Objectives There is no evidence linking specific osteoarthritis (OA) types, such as erosive hand OA (EHOA), with distant generalised changes in muscle composition (sarcopenia), which can potentially be modified. This study pioneers the exploration of the association between EHOA and sarcopenia, both of which are predominantly observed in the older adults.

Methods Using the Osteoarthritis Initiative cohort, we selected hand OA (modified Kellgren and Lawrence (grade ≥2 in ≥1 hand joint) participants with radiographic central erosions in ≥1 joints (EHOA group) and propensity score-matched hand OA participants with no erosion (non-EHOA group). MRI biomarkers of thigh muscles were measured at baseline, year 2 and year 4 using a validated deep-learning algorithm. To adjust for ‘local’ effects of coexisting knee OA (KOA), participants were further stratified according to presence of radiographic KOA. The outcomes were the differences between EHOA and non-EHOA groups in the 4-year rate of change for both intramuscular adipose tissue (intra-MAT) deposition and contractile (non-fat) area of thigh muscles.

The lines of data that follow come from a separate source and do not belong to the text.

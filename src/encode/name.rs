use tracing::debug;

use crate::dataset::Dataset;
use crate::error::{EncodeError, Result};
use crate::progress::Progress;

/// Longest value in characters (not bytes).
pub fn max_char_len<'a, I>(values: I) -> Option<usize>
where
    I: IntoIterator<Item = &'a str>,
{
    values.into_iter().map(|v| v.chars().count()).max()
}

/// Code point of each char, right-padded with 0 up to `width`.
/// Values longer than `width` are not truncated.
pub fn encode_name(value: &str, width: usize) -> Vec<u32> {
    let mut codes: Vec<u32> = value.chars().map(u32::from).collect();
    if codes.len() < width {
        codes.resize(width, 0);
    }
    codes
}

/// Encode column `column` of every data row as a fixed-width code vector.
///
/// Width is the longest value in the column, computed on every call.
/// Fails with [`EncodeError::EmptyDataset`] when there are no data rows.
#[tracing::instrument(level = "info", skip(dataset, progress))]
pub fn encode_names(
    dataset: &Dataset,
    column: &str,
    progress: &mut dyn Progress,
) -> Result<Vec<Vec<u32>>> {
    let values = dataset.column_values(column)?;
    let width = max_char_len(values.iter().copied()).ok_or_else(|| EncodeError::EmptyDataset {
        column: column.to_string(),
    })?;
    debug!(width, rows = values.len(), "name width");

    progress.start("Handle Name", values.len() as u64);
    let vectors = values
        .into_iter()
        .map(|v| {
            let codes = encode_name(v, width);
            progress.inc(1);
            codes
        })
        .collect();
    progress.finish();

    Ok(vectors)
}
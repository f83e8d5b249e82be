// src/dataset/mod.rs
use std::path::{Path, PathBuf};

use crate::error::{EncodeError, Result};

pub mod load;

pub use load::load_csv;

/// Every row of a delimited file, in file order. Row 0 is the header.
#[derive(Debug, Clone, PartialEq, Eq)]
pub struct Dataset {
    /// Where the rows came from; carried into error messages.
    source: PathBuf,
    /// Header followed by data rows, each a Vec of field strings.
    rows: Vec<Vec<String>>,
}

impl Dataset {
    pub fn from_rows(source: impl Into<PathBuf>, rows: Vec<Vec<String>>) -> Self {
        Self {
            source: source.into(),
            rows,
        }
    }

    pub fn source(&self) -> &Path {
        &self.source
    }

    pub fn rows(&self) -> &[Vec<String>] {
        &self.rows
    }

    pub fn header(&self) -> Option<&[String]> {
        self.rows.first().map(Vec::as_slice)
    }

    /// Rows 1..N. Empty when the file only had a header (or nothing).
    pub fn data_rows(&self) -> &[Vec<String>] {
        self.rows.get(1..).unwrap_or(&[])
    }

    /// Total row count, header included.
    pub fn len(&self) -> usize {
        self.rows.len()
    }

    pub fn data_len(&self) -> usize {
        self.data_rows().len()
    }

    pub fn is_empty(&self) -> bool {
        self.rows.is_empty()
    }

    /// Zero-based position of `name` in the header. Recomputed on every call.
    pub fn column_index(&self, name: &str) -> Result<usize> {
        let header = self.header().ok_or_else(|| EncodeError::MissingHeader {
            path: self.source.clone(),
        })?;
        header
            .iter()
            .position(|h| h == name)
            .ok_or_else(|| EncodeError::unknown_column(name, &self.source))
    }

    /// The field of column `name` for each data row, in row order.
    ///
    /// Rows are not validated at load time, so a row too short for the
    /// resolved index is reported here with its file row number.
    pub fn column_values(&self, name: &str) -> Result<Vec<&str>> {
        let index = self.column_index(name)?;
        self.data_rows()
            .iter()
            .enumerate()
            .map(|(i, row)| {
                row.get(index)
                    .map(String::as_str)
                    .ok_or_else(|| EncodeError::ShortRow {
                        row: i + 1,
                        column: name.to_string(),
                        index,
                    })
            })
            .collect()
    }
}
use std::path::Path;

use csv::{ByteRecord, Position, ReaderBuilder};
use tracing::debug;

use super::Dataset;
use crate::error::{EncodeError, Result};
use crate::progress::Progress;

/// Read every record of the delimited file at `path`, header included.
///
/// The file is read twice: once to count records so progress has a total,
/// then again to collect them. The handle is closed when this returns.
/// Blank lines are not records and are skipped.
#[tracing::instrument(level = "info", skip(path, progress), fields(path = %path.as_ref().display()))]
pub fn load_csv<P: AsRef<Path>>(path: P, progress: &mut dyn Progress) -> Result<Dataset> {
    let path = path.as_ref();
    let source_err = |source: csv::Error| EncodeError::SourceAccess {
        path: path.to_path_buf(),
        source,
    };

    let mut rdr = ReaderBuilder::new()
        .has_headers(false)
        .flexible(true) // field counts are checked per column at encode time
        .from_path(path)
        .map_err(source_err)?;

    // 1) count
    let mut total: u64 = 0;
    let mut scratch = ByteRecord::new();
    while rdr.read_byte_record(&mut scratch).map_err(source_err)? {
        total += 1;
    }
    rdr.seek(Position::new()).map_err(source_err)?;

    // 2) collect, validating UTF-8 as we go
    progress.start("Importing CSV", total);
    let mut rows: Vec<Vec<String>> = Vec::with_capacity(total as usize);
    for result in rdr.records() {
        let record = result.map_err(source_err)?;
        rows.push(record.iter().map(str::to_string).collect());
        progress.inc(1);
    }
    progress.finish();

    debug!(rows = rows.len(), "loaded source");
    Ok(Dataset::from_rows(path, rows))
}

#[cfg(test)]
mod tests {
    use super::*;
    use crate::progress::NoProgress;
    use std::io::Write;
    use tempfile::NamedTempFile;

    fn write_tmp(content: &[u8]) -> NamedTempFile {
        let mut tmp = NamedTempFile::new().unwrap();
        tmp.write_all(content).unwrap();
        tmp.flush().unwrap();
        tmp
    }

    #[test]
    fn loads_header_and_rows_verbatim() {
        let tmp = write_tmp(
            b"Name,Age,City\nAlice,30,New York\nBob,25,Los Angeles\nCharlie,35,Chicago",
        );
        let ds = load_csv(tmp.path(), &mut NoProgress).unwrap();

        let expected: Vec<Vec<String>> = vec![
            vec!["Name".into(), "Age".into(), "City".into()],
            vec!["Alice".into(), "30".into(), "New York".into()],
            vec!["Bob".into(), "25".into(), "Los Angeles".into()],
            vec!["Charlie".into(), "35".into(), "Chicago".into()],
        ];
        assert_eq!(ds.rows(), expected.as_slice());
        assert_eq!(ds.len(), 4);
        assert_eq!(ds.source(), tmp.path());
    }

    #[test]
    fn quoted_fields_keep_delimiters() {
        let tmp = write_tmp(b"Name,City\n\"Smith, Jane\",\"Paris\"\n");
        let ds = load_csv(tmp.path(), &mut NoProgress).unwrap();
        assert_eq!(ds.data_rows()[0], vec!["Smith, Jane".to_string(), "Paris".to_string()]);
    }

    #[test]
    fn ragged_rows_are_kept() {
        let tmp = write_tmp(b"A,B,C\n1,2\n1,2,3,4\n");
        let ds = load_csv(tmp.path(), &mut NoProgress).unwrap();
        assert_eq!(ds.data_rows()[0].len(), 2);
        assert_eq!(ds.data_rows()[1].len(), 4);
    }

    #[test]
    fn blank_lines_are_not_rows() {
        let tmp = write_tmp(b"Name,City\nA,X\n\nB,Y\n");
        let ds = load_csv(tmp.path(), &mut NoProgress).unwrap();
        assert_eq!(ds.len(), 3);
        assert_eq!(ds.column_values("Name").unwrap(), vec!["A", "B"]);
    }

    #[test]
    fn missing_file_is_source_access_error() {
        let dir = tempfile::tempdir().unwrap();
        let path = dir.path().join("nope.csv");
        match load_csv(&path, &mut NoProgress).unwrap_err() {
            EncodeError::SourceAccess { path: p, .. } => assert_eq!(p, path),
            other => panic!("unexpected error: {other:?}"),
        }
    }

    #[test]
    fn invalid_utf8_is_source_access_error() {
        let tmp = write_tmp(b"Name\n\xff\xfe\n");
        assert!(matches!(
            load_csv(tmp.path(), &mut NoProgress),
            Err(EncodeError::SourceAccess { .. })
        ));
    }

    #[test]
    fn empty_file_loads_as_empty_dataset() {
        let tmp = write_tmp(b"");
        let ds = load_csv(tmp.path(), &mut NoProgress).unwrap();
        assert!(ds.is_empty());
    }
}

Results After adjusting for potential confounders, 844 thighs were included (211 EHOA:633 non-EHOA; 67.1±7.5 years, female/male:2.9). Multilevel mixed-effect regression models showed that EHOA is associated a different 4-year rate of change in intra-MAT deposition (estimate, 95% CI: 71.5 mm2/4 years, 27.9 to 115.1) and contractile area (estimate, 95% CI: −1.8%/4 years, −2.6 to −1.0) of the Quadriceps. Stratified analyses showed that EHOA presence is associated with adverse changes in thigh muscle quality only in participants without KOA.

Conclusions EHOA is associated with longitudinal worsening of thigh muscle composition only in participants without concomitant KOA. Further research is needed to understand the systemic factors linking EHOA and sarcopenia, which unlike EHOA is modifiable through specific interventions.

  • Inflammation
  • Machine Learning
  • Osteoarthritis
  • Magnetic Resonance Imaging

Data availability statement

Data are available on reasonable request. The deidentified clinical and demographic information of subjects is publicly available at the osteoarthritis initiative project data repository at The R codes used in this work are available from the corresponding author on reasonable requests.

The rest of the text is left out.